What you have to do – Count every line in the data below that includes "density", and give only the result.

>>

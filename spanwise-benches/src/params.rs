//! Benchmark parameter types.

use std::fmt;

/// Shape of the graph a benchmark runs against.
#[derive(Clone, Copy, Debug, PartialEq)]
pub struct GraphBenchParams {
    /// Number of vertices.
    pub vertex_count: usize,
    /// Requested edge density in `[0.0, 1.0]`.
    pub density: f64,
}

impl GraphBenchParams {
    /// Expands `vertex_counts` by `densities` in row-major order.
    #[must_use]
    pub fn grid(vertex_counts: &[usize], densities: &[f64]) -> Vec<Self> {
        vertex_counts
            .iter()
            .flat_map(|&vertex_count| {
                densities.iter().map(move |&density| Self {
                    vertex_count,
                    density,
                })
            })
            .collect()
    }
}

impl fmt::Display for GraphBenchParams {
    fn fmt(&self, f: &mut fmt::Formatter<'_>) -> fmt::Result {
        write!(f, "v={},d={}", self.vertex_count, self.density)
    }
}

<<

Answer to this exercise – 5